Diamond Quality Leadership

Every year in many school districts around the country teachers are asked to create a goals for themselves. They vary in titles, sequence, and scope but when all is said and done, goals are made for the upcoming year. In my district, these are called Professional Growth Plans or PGP (we love our acronyms). Last year I chose to look at mentoring and try to expand my ability to help teachers and their ability to use technology. I did my PGP and as the year passed I thought about it, but to be honest, it was kind of lost on me. Basically, life got in the way and pushed my little plan to the back burner. I completed it and learned a lot about mentoring, but it wasn’t part of my regular thought process. My focus became working with teachers and students… you know… my job.

This year, I’m making a more concerted effort to think about my chosen topic and try to put it into practice. I know it’s early in the year, but if I continue to remind myself about the purpose of creating a plan and the benefit that both my teachers (and in turn their students) and I can get from it, I have found many opportunities to use what I’ve learned.

I have chosen to look at leadership skills and strategies this year as my PGP. My plan is to share my thoughts and readings here as I reflect on this personal professional development. My first step in this process is the reading of the book Diamond Quality Leadership by Mark Hinderliter. Mark is a consultant from St. Louis and is known by an administrator in my district so brining this book into my PGP seemed to be a natural fit.

Diamond Quality Leadership, like many leadership books, is organized with an initial story outlining and illustrating the leadership concepts and skills that the character “learns” through the course of the book. At the end of the book the author discusses the implications and theoretical context presented through the story. In my limited experience with these kinds of books, this seems to be a fairly common approach. The story is fictional, but brings the concepts up in a fairly transparent way.

In the Diamond Leadership Model, Hinderliter outlines six different points:

· Create clarity

· Build trust

· Work with passion

· Serve others

· Fully engage people

· Act with courage

Each point can be expanded upon and they all have a place in both leadership and education. Many of the aspects of the book were not really new to me, but it has reminded me of some of these techniques.

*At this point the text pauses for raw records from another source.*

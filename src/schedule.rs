// This file is part of cofiber, a cooperative stackful coroutine runtime.
// Licensed under the Apache License, Version 2.0, <LICENSE-APACHE or
// http://apache.org/licenses/LICENSE-2.0> or the MIT license <LICENSE-MIT or
// http://opensource.org/licenses/MIT>, at your option. This file may not be
// copied, modified, or distributed except according to those terms.

//! The slot table.
//!
//! A `Schedule` owns every coroutine it creates and the register file of the
//! driver, the code that calls `resume`. Control only ever moves between the
//! driver and one coroutine: `resume` switches from the driver into a
//! coroutine, and a yield or the end of the coroutine's callback switches back.

use core::cell::{Cell, RefCell, UnsafeCell};
use core::marker::PhantomData;
use core::mem;
use core::ptr::{self, NonNull};
use std::panic::{self, AssertUnwindSafe};
use std::process;

use log::{debug, error, trace};

use crate::arch::{self, Registers};
use crate::coroutine::{Coroutine, CoroutineId, Entry, Status};
use crate::os::OsStack;

/// Number of slots a new schedule starts with.
pub const DEFAULT_CAPACITY: usize = 16;

/// Size of the stack finished coroutines are torn down on.
pub const SCRATCH_STACK_SIZE: usize = 256 << 10;

struct Inner {
  main:    UnsafeCell<Registers>,
  running: Cell<Option<CoroutineId>>,
  slots:   RefCell<Vec<Option<Box<Coroutine>>>>,
  live:    Cell<usize>,
  scratch: OsStack,
}

impl Inner {
  fn coroutine(&self, id: CoroutineId) -> Option<NonNull<Coroutine>> {
    let slots = self.slots.borrow();
    assert!(id.index() < slots.len(),
            "coroutine {} is out of range for a table of {} slots", id, slots.len());
    slots[id.index()].as_deref().map(NonNull::from)
  }

  fn status(&self, id: CoroutineId) -> Status {
    match self.coroutine(id) {
      Some(co) => unsafe { co.as_ref().status() },
      None => Status::Dead,
    }
  }

  fn create(&self, entry: Entry, stack_size: usize) -> CoroutineId {
    let mut slots = self.slots.borrow_mut();
    let index = match slots.iter().position(Option::is_none) {
      Some(index) => index,
      None => {
        let index = slots.len();
        slots.resize_with(index * 2, || None);
        debug!("slot table grown from {} to {} slots", index, slots.len());
        index
      }
    };

    let id = CoroutineId::from(index);
    let co = Coroutine::new(id, entry, stack_size, trampoline, self as *const Inner as usize);
    slots[index] = Some(Box::new(co));
    self.live.set(self.live.get() + 1);

    debug!("created coroutine {} with a {} byte stack", id, stack_size);
    id
  }

  unsafe fn resume(&self, id: CoroutineId) {
    if let Some(running) = self.running.get() {
      panic!("cannot resume coroutine {} while coroutine {} is running", id, running);
    }

    let context = match self.coroutine(id) {
      Some(co) => {
        let co = co.as_ref();
        match co.status() {
          Status::Runnable | Status::Suspended => {}
          status => panic!("cannot resume coroutine {} in state {:?}", id, status),
        }
        trace!("resuming coroutine {} ({:?})", id, co.status());
        co.status.set(Status::Running);
        co.context.get()
      }
      None => panic!("cannot resume coroutine {}: it is dead", id),
    };

    self.running.set(Some(id));
    arch::swap(self.main.get(), context);
    trace!("coroutine {} handed back control ({:?})", id, self.status(id));
  }

  unsafe fn suspend(&self) {
    let id = match self.running.get() {
      Some(id) => id,
      None => panic!("yield called with no coroutine running"),
    };

    let context = match self.coroutine(id) {
      Some(co) => {
        let co = co.as_ref();
        co.status.set(Status::Suspended);
        co.context.get()
      }
      None => unreachable!("running coroutine {} has no slot", id),
    };

    self.running.set(None);
    trace!("coroutine {} yielding", id);
    arch::swap(context, self.main.get());
  }
}

/// The handle a coroutine's callback receives.
///
/// It is only ever lent to a callback running on its own stack, so every
/// method acts on that coroutine.
pub struct Yielder {
  inner: NonNull<Inner>,
}

impl Yielder {
  #[inline]
  fn inner(&self) -> &Inner {
    unsafe { self.inner.as_ref() }
  }

  /// Suspends the calling coroutine and switches back to the driver. Returns
  /// when the driver resumes this coroutine again.
  #[inline]
  pub fn suspend(&self) {
    unsafe { self.inner().suspend() }
  }

  /// Id of the running coroutine, i.e. the caller's own.
  #[inline]
  pub fn running(&self) -> Option<CoroutineId> {
    self.inner().running.get()
  }

  /// Status of coroutine `id` in the schedule that runs the caller.
  ///
  /// Panics if `id` is outside the slot table.
  pub fn status(&self, id: CoroutineId) -> Status {
    self.inner().status(id)
  }
}

/// Every coroutine's first resume lands here, on the coroutine's own stack.
unsafe extern "C" fn trampoline(inner: usize) -> ! {
  let inner = inner as *const Inner;
  let id = call_entry(&*inner);

  // The callback has returned and dropped everything it held on this stack.
  arch::relocate(&(*inner).scratch, Epilogue { inner, id }, finish)
}

#[inline(never)]
unsafe fn call_entry(inner: &Inner) -> CoroutineId {
  let id = match inner.running.get() {
    Some(id) => id,
    None => unreachable!("coroutine entered with nothing running"),
  };
  let entry = match inner.coroutine(id).and_then(|co| co.as_ref().entry.take()) {
    Some(entry) => entry,
    None => unreachable!("coroutine {} entered twice", id),
  };

  let yielder = Yielder { inner: NonNull::from(inner) };
  if let Err(payload) = panic::catch_unwind(AssertUnwindSafe(move || entry(&yielder))) {
    let message = payload.downcast_ref::<&str>().copied()
      .or_else(|| payload.downcast_ref::<String>().map(String::as_str))
      .unwrap_or("Box<dyn Any>");
    // A panic cannot unwind past the bottom of a coroutine stack.
    error!("coroutine {} panicked: {}; aborting", id, message);
    process::abort();
  }
  id
}

/// What is left of a finished coroutine's frame once it is moved to the
/// scratch stack.
struct Epilogue {
  inner: *const Inner,
  id:    CoroutineId,
}

unsafe extern "C" fn finish(epilogue: *mut Epilogue) -> ! {
  let Epilogue { inner, id } = ptr::read(epilogue);
  let inner = &*inner;

  let co = inner.slots.borrow_mut()[id.index()].take();
  // Nothing below this frame can be unwound into.
  if panic::catch_unwind(AssertUnwindSafe(move || drop(co))).is_err() {
    error!("releasing coroutine {} panicked; aborting", id);
    process::abort();
  }
  inner.live.set(inner.live.get() - 1);
  inner.running.set(None);
  debug!("coroutine {} finished, slot freed", id);

  arch::restore(inner.main.get())
}

/// A table of coroutines together with the driver context that resumes them.
///
/// Callbacks may borrow anything that outlives `'a`. Dropping the schedule
/// frees every coroutine still in the table; values living on the stack of a
/// suspended coroutine are released without being dropped.
///
/// # Example
///
/// ```
/// use cofiber::{Schedule, Status, DEFAULT_STACK_SIZE};
///
/// let mut schedule = Schedule::new();
/// let id = schedule.create_with(|yielder| {
///   for _ in 0..2 { yielder.suspend() }
/// }, DEFAULT_STACK_SIZE);
/// while schedule.status(id) != Status::Dead {
///   schedule.resume(id);
/// }
/// ```
pub struct Schedule<'a> {
  inner:   NonNull<Inner>,
  phantom: PhantomData<&'a ()>,
}

impl<'a> Schedule<'a> {
  /// Creates an empty schedule with `DEFAULT_CAPACITY` slots.
  pub fn new() -> Schedule<'a> {
    Schedule::with_capacity(DEFAULT_CAPACITY)
  }

  /// Creates an empty schedule with room for `capacity` coroutines before the
  /// table first grows. A capacity of zero is treated as one.
  pub fn with_capacity(capacity: usize) -> Schedule<'a> {
    let capacity = capacity.max(1);
    let scratch = match OsStack::new(SCRATCH_STACK_SIZE) {
      Ok(stack) => stack,
      Err(err) => panic!("cannot allocate the scratch stack: {}", err),
    };

    let inner = Box::new(Inner {
      main:    UnsafeCell::new(Registers::default()),
      running: Cell::new(None),
      slots:   RefCell::new((0..capacity).map(|_| None).collect()),
      live:    Cell::new(0),
      scratch,
    });
    debug!("schedule initialized with {} slots", capacity);

    Schedule {
      inner:   NonNull::from(Box::leak(inner)),
      phantom: PhantomData,
    }
  }

  #[inline]
  fn inner(&self) -> &Inner {
    unsafe { self.inner.as_ref() }
  }

  /// Registers a coroutine that will call `func(yielder, arg)` on a stack of
  /// at least `stack_size` bytes. It does not run until resumed.
  pub fn create<A>(&mut self, func: fn(&Yielder, A), arg: A, stack_size: usize) -> CoroutineId
      where A: 'a {
    self.create_with(move |yielder| func(yielder, arg), stack_size)
  }

  /// Same as `create`, with the callback and its argument given as a closure.
  pub fn create_with<F>(&mut self, f: F, stack_size: usize) -> CoroutineId
      where F: FnOnce(&Yielder) + 'a {
    let entry: Box<dyn FnOnce(&Yielder) + 'a> = Box::new(f);
    // Entries never outlive the schedule: they are consumed by the coroutine
    // or dropped with its slot.
    let entry: Entry = unsafe { mem::transmute(entry) };
    self.inner().create(entry, stack_size)
  }

  /// Runs coroutine `id` until it yields or its callback returns.
  ///
  /// Panics if `id` is outside the table or names an empty slot.
  pub fn resume(&mut self, id: CoroutineId) {
    unsafe { self.inner().resume(id) }
  }

  /// The driver's side of `yield`.
  ///
  /// `resume` borrows the schedule mutably for as long as a coroutine runs,
  /// so this is only ever called from the driver, where nothing is running,
  /// and it always panics with "yield called with no coroutine running".
  /// Coroutines yield through `Yielder::suspend`.
  pub fn yield_now(&self) {
    unsafe { self.inner().suspend() }
  }

  /// Returns `Status::Dead` for an empty slot, the coroutine's status otherwise.
  ///
  /// Panics if `id` is outside the table.
  pub fn status(&self, id: CoroutineId) -> Status {
    self.inner().status(id)
  }

  /// The coroutine holding the CPU, if any.
  pub fn running(&self) -> Option<CoroutineId> {
    self.inner().running.get()
  }

  /// Number of slots in the table.
  pub fn capacity(&self) -> usize {
    self.inner().slots.borrow().len()
  }

  /// Number of live coroutines.
  pub fn len(&self) -> usize {
    self.inner().live.get()
  }

  /// Whether no coroutine is live.
  pub fn is_empty(&self) -> bool {
    self.len() == 0
  }

  /// Frees every coroutine in the table, then the table itself.
  pub fn destroy(self) {
    drop(self)
  }
}

impl<'a> Default for Schedule<'a> {
  fn default() -> Schedule<'a> {
    Schedule::new()
  }
}

impl<'a> Drop for Schedule<'a> {
  fn drop(&mut self) {
    let inner = unsafe { Box::from_raw(self.inner.as_ptr()) };
    debug!("destroying schedule with {} live coroutines", inner.live.get());
    drop(inner)
  }
}
// This file is part of cofiber, a cooperative stackful coroutine runtime.
// See the LICENSE file included in this distribution.
//! Anonymous mappings for coroutine stacks.
use std::io::Error as IoError;
use std::ptr;
use std::sync::atomic::{AtomicUsize, Ordering};

use libc::{c_int, c_void};

const PROT_DATA: c_int = libc::PROT_READ | libc::PROT_WRITE;

#[cfg(not(any(target_os = "freebsd", target_os = "dragonfly", target_vendor = "apple")))]
const MAP_FLAGS: c_int = libc::MAP_PRIVATE | libc::MAP_ANON | libc::MAP_STACK;
// MAP_STACK is missing or broken on these systems.
#[cfg(any(target_os = "freebsd", target_os = "dragonfly", target_vendor = "apple"))]
const MAP_FLAGS: c_int = libc::MAP_PRIVATE | libc::MAP_ANON;

/// Maps `len` bytes of read-write memory whose lowest page is inaccessible.
/// `len` must be a multiple of the page size and span at least two pages.
pub unsafe fn map_guarded(len: usize) -> Result<*mut u8, IoError> {
  let ptr = libc::mmap(ptr::null_mut(), len, PROT_DATA, MAP_FLAGS, -1, 0);
  if ptr == libc::MAP_FAILED {
    return Err(IoError::last_os_error())
  }

  if libc::mprotect(ptr, page_size(), libc::PROT_NONE) != 0 {
    let err = IoError::last_os_error();
    libc::munmap(ptr, len);
    return Err(err)
  }

  Ok(ptr as *mut u8)
}

pub unsafe fn unmap(ptr: *mut u8, len: usize) -> Result<(), IoError> {
  match libc::munmap(ptr as *mut c_void, len) {
    0 => Ok(()),
    _ => Err(IoError::last_os_error()),
  }
}

/// Page size of the host, queried once.
pub fn page_size() -> usize {
  static CACHE: AtomicUsize = AtomicUsize::new(0);

  match CACHE.load(Ordering::Relaxed) {
    0 => {
      let size = unsafe { libc::sysconf(libc::_SC_PAGESIZE) } as usize;
      CACHE.store(size, Ordering::Relaxed);
      size
    }
    size => size
  }
}
// This file is part of cofiber, a cooperative stackful coroutine runtime.
// See the LICENSE file included in this distribution.
//! Coroutine objects: one stack, one saved register file, one entry callback.

use core::cell::{Cell, UnsafeCell};
use core::fmt;

use crate::arch::{self, Registers};
use crate::os::OsStack;
use crate::schedule::Yielder;

/// Stack size used by callers that have no better estimate.
pub const DEFAULT_STACK_SIZE: usize = 1 << 20;

/// Callback a coroutine runs on its own stack, with its argument captured.
pub(crate) type Entry = Box<dyn FnOnce(&Yielder)>;

/// Identity of a coroutine: the index of the slot that owns it.
///
/// Ids of finished coroutines are handed out again by later `create` calls.
#[derive(Debug, Clone, Copy, PartialEq, Eq, PartialOrd, Ord, Hash)]
pub struct CoroutineId(usize);

impl CoroutineId {
  /// Slot index this id refers to.
  #[inline]
  pub fn index(self) -> usize { self.0 }
}

impl From<usize> for CoroutineId {
  fn from(index: usize) -> CoroutineId { CoroutineId(index) }
}

impl From<CoroutineId> for usize {
  fn from(id: CoroutineId) -> usize { id.0 }
}

impl fmt::Display for CoroutineId {
  fn fmt(&self, f: &mut fmt::Formatter) -> fmt::Result {
    self.0.fmt(f)
  }
}

/// Lifecycle state of a coroutine slot.
#[derive(Debug, Clone, Copy, PartialEq, Eq)]
pub enum Status {
  /// The slot is empty: the coroutine ran to completion, or never existed.
  Dead,
  /// The coroutine holds the CPU.
  Running,
  /// Created but never resumed. This is the initial state.
  Runnable,
  /// Gave up the CPU through a yield and can be resumed.
  Suspended,
}

pub(crate) struct Coroutine {
  pub(crate) id:      CoroutineId,
  pub(crate) status:  Cell<Status>,
  pub(crate) context: UnsafeCell<Registers>,
  pub(crate) entry:   Cell<Option<Entry>>,
  stack:              OsStack,
}

impl Coroutine {
  /// Allocates a stack of at least `stack_size` bytes and prepares a context
  /// that enters `trampoline(arg)` on it the first time it is switched to.
  ///
  /// Failing to allocate the stack is fatal.
  pub(crate) fn new(id: CoroutineId, entry: Entry, stack_size: usize,
                    trampoline: unsafe extern "C" fn(usize) -> !, arg: usize) -> Coroutine {
    let stack = match OsStack::new(stack_size) {
      Ok(stack) => stack,
      Err(err) => panic!("cannot allocate a {} byte stack for coroutine {}: {}",
                         stack_size, id, err),
    };
    let context = unsafe { arch::init(&stack, trampoline, arg) };

    Coroutine {
      id,
      status:  Cell::new(Status::Runnable),
      context: UnsafeCell::new(context),
      entry:   Cell::new(Some(entry)),
      stack,
    }
  }

  #[inline]
  pub(crate) fn status(&self) -> Status { self.status.get() }
}

impl fmt::Debug for Coroutine {
  fn fmt(&self, f: &mut fmt::Formatter) -> fmt::Result {
    f.debug_struct("Coroutine")
      .field("id", &self.id)
      .field("status", &self.status.get())
      .field("stack", &self.stack)
      .finish()
  }
}
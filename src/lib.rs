// This file is part of cofiber, a cooperative stackful coroutine runtime.
// Licensed under the Apache License, Version 2.0, <LICENSE-APACHE or
// http://apache.org/licenses/LICENSE-2.0> or the MIT license <LICENSE-MIT or
// http://opensource.org/licenses/MIT>, at your option. This file may not be
// copied, modified, or distributed except according to those terms.

//! cofiber runs several independent call stacks on one OS thread and moves
//! control between them cooperatively, without kernel involvement.
//!
//! It provides the following abstractions:
//!
//!   * a slot table that owns coroutines and drives them,
//!     [Schedule](struct.Schedule.html), together with the handle every
//!     coroutine callback receives, [Yielder](struct.Yielder.html);
//!   * a trait that can be implemented by stack allocators,
//!     [Stack](trait.Stack.html);
//!   * a stack allocator based on anonymous memory mappings with guard pages,
//!     [OsStack](struct.OsStack.html).
//!
//! A coroutine moves through `Runnable`, then `Running` and `Suspended` as the
//! driver resumes it and it yields, and its slot becomes empty (`Dead`) when
//! its callback returns. Every transfer goes through the driver; a coroutine
//! never resumes another one.
//!
//! Misuse, such as resuming an empty slot or yielding with nothing running,
//! panics. A panic raised inside a coroutine aborts the process.

#[cfg(not(all(target_arch = "x86_64", unix)))]
compile_error!("cofiber supports x86_64 System V targets only");

pub use arch::STACK_ALIGNMENT;
pub use coroutine::{CoroutineId, Status, DEFAULT_STACK_SIZE};
pub use os::{page_size, OsStack, MIN_STACK_SIZE};
pub use schedule::{Schedule, Yielder, DEFAULT_CAPACITY, SCRATCH_STACK_SIZE};
pub use stack::Stack;

mod arch;
mod coroutine;
mod os;
mod schedule;
mod stack;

There are many lessons that can be taken away from this book. Hinderliter’s discussion of his fourth point, “serve others” struck me because it changes the focus from the “leader” to the “follower”. Leaders are those who insist on giving those who follow them the responsibility and support to (in this case) do their jobs. I couldn’t help but put this into the perspective of the classroom. In today’s classrooms, teachers must hand the learning over to their students. We are there to support our students and give them what they need to be successful. In doing this, we must trust them to take responsibility of their own education. Rather than being the purveyors of knowledge and holding the responsibility for “educating” our students, we must guide and coach them in their endeavors. This means that we must relinquish some of our control and let them explore and work through posing problems and solutions for each other. I think that too often we want our students to “serve” us by completing assignments that we give them, write papers on topics that we determine and assess grades from our perspective. By making a conscious effort to “serve” our students and giving them responsibility for their own learning, we are not only educating our students but modeling leadership skills that will serve them in the future.

The second point that Hinderliter brings up in his book is one that I’ve been thinking about for a number of years. I haven’t acted upon it yet, but the more I come across the concept on the web or in books, the more I think that it’s a good idea. In the book, the main character asks 4 of his professional friends to meet once a month to discuss various aspects of their careers and personal lives. The idea is to bounce ideas off each other and spend some time helping each other. To do this, there must be a great deal of trust between members of the group as well as a strong desire to help each other. They meet for 1 hour in an informal setting and simply talk. If there are specific topics that a member would like to discuss, an email is sent out in advance so that all members have time to reflect and are prepared to help. I have thought of bringing this idea to some of my friends but I have yet to do so. I do have a network which I trust and will talk to, but the idea of getting together in a planned way and with an implicit reason intrigues me. I haven’t decided if this is something I want to pursue, but the more I read about it, the more I think it’s a good idea. In the world of IM and video, the geographical limitations of this are less important. However, I think this is one activity that I’d like to do face to face.

While there are many points from Diamond Quality Leadership that are valid for education and the classroom, these are the two that stick out for me. I write this as a reflection but also to help me think about and remained focused on my plan. Now to determine what action to take.

2 thoughts on “Diamond Quality Leadership

  1. Bill–I think you are really onto something here with your observations about Hinderliter’s second point–meeting regularly with colleagues to bounce ideas off each other and ask for help. Another book you may want to read about this very thing is “Calling the Circle: The First and Future Culture” by Christina Baldwin. Practicing her recommendations can have powerful results.